**INPUT MATERIAL**
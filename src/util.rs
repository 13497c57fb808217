/// Compare `a` with the already lowercased `lowercase`, ignoring ascii case in `a`.
pub(crate) fn compare_lowercase_ascii(a: &str, lowercase: &str) -> bool {
    if a.len() != lowercase.len() {
        return false;
    }

    for (a, b) in a.chars().zip(lowercase.chars()) {
        assert!(!b.is_ascii_uppercase());
        let norm = a.to_ascii_lowercase();
        if norm != b {
            return false;
        }
    }

    true
}

/// Trace log raw protocol data, one row per line.
pub(crate) fn log_data(data: &[u8]) {
    if !log_enabled!(log::Level::Trace) {
        return;
    }

    for line in data.split(|c| *c == b'\n') {
        let line = line.strip_suffix(b"\r").unwrap_or(line);
        trace!("{}", String::from_utf8_lossy(line));
    }
}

**WHAT IS BEING ASKED**
Please copy the line that contains "pub(crate) fn log_data(data: &[u8])" and each line after it through the end of the records, exactly, and no other lines.

**TASK RESULT**
pub(crate) fn log_data(data: &[u8]) {
    if !log_enabled!(log::Level::Trace) {
        return;
    }

    for line in data.split(|c| *c == b'\n') {
        let line = line.strip_suffix(b"\r").unwrap_or(line);
        trace!("{}", String::from_utf8_lossy(line));
    }
}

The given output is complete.